Pour la spécialiste de 43 ans, installée depuis novembre 2018, c'est la douche froide. Non seulement ses cotisations Urssaf mensuelles passent de 1 500 à 2 500 euros par mois, mais durant trois ans elle devra payer un supplément de 500 euros, correspondant à la régularisation. "Je devais prendre une secrétaire, j'ai acheté plus grand pour salarier quelqu'un : eh bien je ne peux pas", confie-t-elle à Egora.

Le cas d'Elodie Goyheneix est loin d'être isolé : comme elle, 2 851 autres médecins en secteur 2 -dont 550 généralistes- ont été immatriculés en secteur 1, tandis que 46 praticiens réputés à tort en secteur 2 vont se voir rembourser le surplus de cotisations indûment versées, d'après les chiffres communiqués par l'Urssaf. La moitié des médecins concernés ont une "date de rattrapage démarrant en 2023 ou 2024", précise l'organisme.

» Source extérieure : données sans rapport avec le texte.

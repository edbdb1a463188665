use axum::{Json, Router, routing::get};
use serde::Serialize;
use std::sync::Arc;

use crate::ApiState;

#[derive(Serialize)]
struct HealthResponse {
    status: &'static str,
}

#[derive(Serialize)]
struct VersionResponse {
    name: &'static str,
    version: &'static str,
}

async fn health_check() -> Json<HealthResponse> {
    Json(HealthResponse { status: "ok" })
}

async fn version() -> Json<VersionResponse> {
    Json(VersionResponse {
        name: env!("CARGO_PKG_NAME"),
        version: env!("CARGO_PKG_VERSION"),
    })
}

/// Liveness routes. These stay reachable in maintenance mode.
pub fn routes() -> Router<Arc<ApiState>> {
    Router::new()
        .route("/health", get(health_check))
        .route("/version", get(version))
}
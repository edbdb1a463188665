//! # Bakeshop Core
//!
//! Domain types and pure business rules for the bakery storefront: pickup and
//! delivery slot generation, the per-user session context, catalog pricing,
//! order validation and the loyalty offers ladder.
//!
//! Nothing in this crate performs I/O. Collaborators that read configuration
//! are expressed as traits (see [`slots::SlotConfigSource`]) and implemented by
//! the database crate.

pub mod catalog;
pub mod errors;
pub mod loyalty;
pub mod models;
pub mod session;
pub mod slots;
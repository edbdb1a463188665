use thiserror::Error;

#[derive(Error, Debug)]
pub enum ShopError {
    #[error("Resource not found: {0}")]
    NotFound(String),

    #[error("Validation error: {0}")]
    Validation(String),

    #[error("Invalid argument: {0}")]
    InvalidArgument(String),

    #[error("Conflict: {0}")]
    Conflict(String),

    #[error("Service unavailable: {0}")]
    Unavailable(String),

    #[error("Database error: {0}")]
    Database(#[from] eyre::Report),

    #[error("Internal server error: {0}")]
    Internal(#[from] Box<dyn std::error::Error + Send + Sync>),
}

pub type ShopResult<T> = Result<T, ShopError>;
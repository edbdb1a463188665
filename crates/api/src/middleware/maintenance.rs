//! # Maintenance Gate
//!
//! While maintenance mode is on, every `/api` route answers 503 with the
//! shop's contact address. Staff can still reach the API by sending the
//! maintenance PIN in the `x-maintenance-pin` header; the PIN is only ever
//! stored as an Argon2 hash.

use std::sync::Arc;

use argon2::{
    Argon2, PasswordHash, PasswordHasher, PasswordVerifier,
    password_hash::{SaltString, rand_core::OsRng},
};
use axum::{
    Json,
    extract::{Request, State},
    http::StatusCode,
    middleware::Next,
    response::{IntoResponse, Response},
};
use eyre::Result;
use serde_json::json;
use tracing::{debug, warn};

use crate::ApiState;

pub const MAINTENANCE_PIN_HEADER: &str = "x-maintenance-pin";

#[derive(Debug, Clone, Default)]
pub struct MaintenanceConfig {
    pub enabled: bool,
    /// Argon2 PHC string of the bypass PIN
    pub pin_hash: Option<String>,
    pub contact_email: String,
}

impl MaintenanceConfig {
    /// True when `pin` matches the configured hash. Without a hash nobody bypasses.
    pub fn allows(&self, pin: Option<&str>) -> bool {
        match (self.pin_hash.as_deref(), pin) {
            (Some(hash), Some(pin)) => verify_pin(pin, hash),
            _ => false,
        }
    }
}

/// Hashes a PIN with Argon2 and a fresh random salt
///
/// # Returns
///
/// * `Result<String>` - The hash in PHC string format
pub fn hash_pin(pin: &str) -> Result<String> {
    let salt = SaltString::generate(&mut OsRng);

    let hash = Argon2::default()
        .hash_password(pin.as_bytes(), &salt)
        .map_err(|e| eyre::eyre!("Error hashing PIN: {}", e))?
        .to_string();

    Ok(hash)
}

/// Checks a PIN against a stored hash. A malformed hash never matches.
pub fn verify_pin(pin: &str, hash: &str) -> bool {
    let parsed = match PasswordHash::new(hash) {
        Ok(parsed) => parsed,
        Err(e) => {
            warn!("Configured maintenance PIN hash is malformed: {}", e);
            return false;
        }
    };

    Argon2::default()
        .verify_password(pin.trim().as_bytes(), &parsed)
        .is_ok()
}

pub async fn maintenance_gate(
    State(state): State<Arc<ApiState>>,
    request: Request,
    next: Next,
) -> Response {
    let maintenance = &state.maintenance;
    if !maintenance.enabled {
        return next.run(request).await;
    }

    let pin = request
        .headers()
        .get(MAINTENANCE_PIN_HEADER)
        .and_then(|value| value.to_str().ok());
    if maintenance.allows(pin) {
        debug!(path = %request.uri().path(), "Maintenance bypassed with PIN");
        return next.run(request).await;
    }

    let body = Json(json!({
        "error": format!(
            "The shop is closed for maintenance. Please contact {} about your order.",
            maintenance.contact_email
        ),
        "contact_email": maintenance.contact_email,
    }));
    (StatusCode::SERVICE_UNAVAILABLE, body).into_response()
}
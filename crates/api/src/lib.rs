//! # Bakeshop API
//!
//! The API crate provides the web server for the Bakeshop storefront. It
//! serves slot availability, the catalog, order placement and tracking,
//! customer profiles and loyalty progress.
//!
//! ## Architecture
//!
//! This crate follows a layered architecture:
//!
//! - **Routes**: Define API endpoints and URL structure
//! - **Handlers**: Implement request processing logic
//! - **Middleware**: Error mapping and the maintenance gate
//! - **Config**: Handle environment and application configuration
//!
//! The API uses Axum as the web framework and SQLx for database interactions.
//! All slot computations use the bakery's local wall-clock time.

/// Configuration module for API settings
pub mod config;
/// Request handlers that implement business logic
pub mod handlers;
/// Middleware for error handling and maintenance mode
pub mod middleware;
/// Route definitions and API endpoint structure
pub mod routes;

use std::{sync::Arc, time::Duration};

use axum::{
    BoxError, Json, Router,
    error_handling::HandleErrorLayer,
    http::{HeaderValue, StatusCode},
};
use chrono::{NaiveDateTime, Utc};
use chrono_tz::Tz;
use eyre::Result;
use serde_json::json;
use sqlx::PgPool;
use tokio::net::TcpListener;
use tower::ServiceBuilder;
use tower_http::{cors::CorsLayer, trace::TraceLayer};
use tracing::{error, info, warn};
use tracing_subscriber::FmtSubscriber;

use crate::middleware::maintenance::{MAINTENANCE_PIN_HEADER, MaintenanceConfig, maintenance_gate};

/// Shared application state that is accessible to all request handlers
///
/// # Example
///
/// ```ignore
/// let state = Arc::new(ApiState {
///     db_pool,
///     timezone: chrono_tz::Europe::London,
///     maintenance: MaintenanceConfig::default(),
/// });
/// let app = build_router(state);
/// ```
pub struct ApiState {
    /// PostgreSQL connection pool for database operations
    pub db_pool: PgPool,

    /// Timezone the bakery trades in
    pub timezone: Tz,

    pub maintenance: MaintenanceConfig,
}

impl ApiState {
    /// The current wall-clock time at the bakery.
    pub fn local_now(&self) -> NaiveDateTime {
        Utc::now().with_timezone(&self.timezone).naive_local()
    }
}

/// Builds the application router
///
/// Everything under `/api` sits behind the maintenance gate; `/health` and
/// `/version` are always reachable.
pub fn build_router(state: Arc<ApiState>) -> Router {
    let api = Router::new()
        // Slot availability endpoints
        .merge(routes::slots::routes())
        // Catalog endpoints
        .merge(routes::catalog::routes())
        // Order placement and tracking endpoints
        .merge(routes::orders::routes())
        // Per-customer profile, order history and loyalty endpoints
        .merge(routes::customers::routes())
        .route_layer(axum::middleware::from_fn_with_state(
            state.clone(),
            maintenance_gate,
        ));

    Router::new()
        // Health check endpoints
        .merge(routes::health::routes())
        .merge(api)
        .layer(TraceLayer::new_for_http())
        // Attach shared state to all routes
        .with_state(state)
}

fn cors_layer(origins: &[String]) -> CorsLayer {
    let allowed: Vec<HeaderValue> = origins
        .iter()
        .filter_map(|origin| match origin.parse() {
            Ok(value) => Some(value),
            Err(_) => {
                warn!("Ignoring invalid CORS origin: {}", origin);
                None
            }
        })
        .collect();

    CorsLayer::new()
        .allow_methods([
            axum::http::Method::GET,
            axum::http::Method::POST,
            axum::http::Method::PUT,
            axum::http::Method::OPTIONS,
        ])
        .allow_headers([
            axum::http::header::CONTENT_TYPE,
            axum::http::header::AUTHORIZATION,
            axum::http::header::ACCEPT,
            axum::http::HeaderName::from_static(MAINTENANCE_PIN_HEADER),
        ])
        .allow_origin(allowed)
        .allow_credentials(true)
}

async fn handle_timeout(err: BoxError) -> (StatusCode, Json<serde_json::Value>) {
    if err.is::<tower::timeout::error::Elapsed>() {
        (
            StatusCode::REQUEST_TIMEOUT,
            Json(json!({ "error": "Request timed out" })),
        )
    } else {
        error!("Unhandled internal error: {}", err);
        (
            StatusCode::INTERNAL_SERVER_ERROR,
            Json(json!({ "error": "Internal server error" })),
        )
    }
}

/// Starts the API server with the provided configuration and database connection
///
/// # Arguments
///
/// * `config` - API configuration including host, port, timezone and maintenance settings
/// * `db_pool` - PostgreSQL connection pool for database operations
///
/// # Example
///
/// ```ignore
/// let config = ApiConfig::from_env()?;
/// let db_pool = bakeshop_db::create_pool(&config.database_url).await?;
/// start_server(config, db_pool).await?;
/// ```
pub async fn start_server(config: config::ApiConfig, db_pool: PgPool) -> Result<()> {
    // Initialize tracing for logging
    let subscriber = FmtSubscriber::builder()
        .with_max_level(config.log_level)
        .finish();
    tracing::subscriber::set_global_default(subscriber)?;

    if config.maintenance.enabled {
        warn!(
            pin_configured = config.maintenance.pin_hash.is_some(),
            "Maintenance mode is on; /api routes will answer 503"
        );
    }

    // Create shared state with dependencies
    let state = Arc::new(ApiState {
        db_pool,
        timezone: config.timezone,
        maintenance: config.maintenance.clone(),
    });

    let app = build_router(state);

    // Apply CORS configuration if origins are specified
    let app = match &config.cors_origins {
        Some(origins) => app.layer(cors_layer(origins)),
        None => app,
    };

    // Add request timeout middleware
    let app = app.layer(
        ServiceBuilder::new()
            .layer(HandleErrorLayer::new(handle_timeout))
            .timeout(Duration::from_secs(config.request_timeout)),
    );

    // Start the HTTP server
    let addr = config.server_addr();
    let listener = TcpListener::bind(&addr).await?;
    info!(timezone = %config.timezone, "Server listening on http://{}", addr);
    axum::serve(listener, app).await?;

    Ok(())
}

Cette "erreur" aurait été détectée à la suite de "croisements de données" réalisés entre les fichiers de l’Assurance maladie et ceux de l’Urssaf. Ses "origines" sont diverses, avance l'organisme : "Absence de déclaration du secteur d’activité, non prise en compte du changement de secteur communiqué par la CPAM, erreur lors de la déclaration de début d’activité."

"C'est leur faute à eux, mais ils ont le droit de corriger les erreurs avec effet rétroactif sur trois ans", commente le Dr Richard Talbot, trésorier de la FMF. "Ce qu'a demandé le syndicat, c'est que l'Urssaf se conduise avec humanité en proposant un échéancier… et qu'ils répondent quand les médecins les contactent." La propre épouse du généraliste, installée en secteur 1, a d'ailleurs elle-même "subi" cette erreur… il y a une vingtaine d'années. "Il paraît que je n'ai jamais hurlé aussi fort dans un téléphone, sourit Richard Talbot. J'ai passé trois heures au téléphone pour leur faire entendre raison. Ils n'ont jamais remboursé. Ma femme n'a pas payé de cotisations durant deux ans, jusqu'à ce que le surplus soit récupéré." Une histoire qui n'est pas sans rappeler celle de la Dre Pauline Chabrand, généraliste secteur 1 en Martinique, engagée depuis plusieurs années dans un combat judiciaire avec l'Urssaf, qu'Egora avait relatée en 2021.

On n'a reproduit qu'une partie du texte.